● **WORK ITEM**
Among the records below, find each line that includes the string "Option" and copy it.

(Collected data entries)
——

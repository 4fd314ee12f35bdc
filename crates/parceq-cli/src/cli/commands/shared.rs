//! Helpers shared by the query commands.

use std::io::{self, Read};

use parceq::ReadError;

/// Returns the query argument, or all of `input` when no argument was given.
///
/// Trailing line terminators are dropped from piped input, since only spaces separate
/// words and a final newline would otherwise end up inside the last word.
pub fn query_text<R: Read>(query: Option<&str>, mut input: R) -> Result<String, ReadError> {
    if let Some(query) = query {
        return Ok(query.to_string());
    }
    let mut text = String::new();
    input.read_to_string(&mut text)?;
    let trimmed_len = text.trim_end_matches(['\n', '\r']).len();
    text.truncate(trimmed_len);
    log::debug!("read {} bytes of query text from stdin", text.len());
    Ok(text)
}

/// Reads the query from the argument or standard input, reporting failures.
pub fn query_text_or_failure(query: Option<&str>) -> Option<String> {
    match query_text(query, io::stdin().lock()) {
        Ok(text) => Some(text),
        Err(e) => {
            eprintln!("error: {e}");
            None
        }
    }
}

——

● **THE ANSWER**
pub fn query_text<R: Read>(query: Option<&str>, mut input: R) -> Result<String, ReadError> {
pub fn query_text_or_failure(query: Option<&str>) -> Option<String> {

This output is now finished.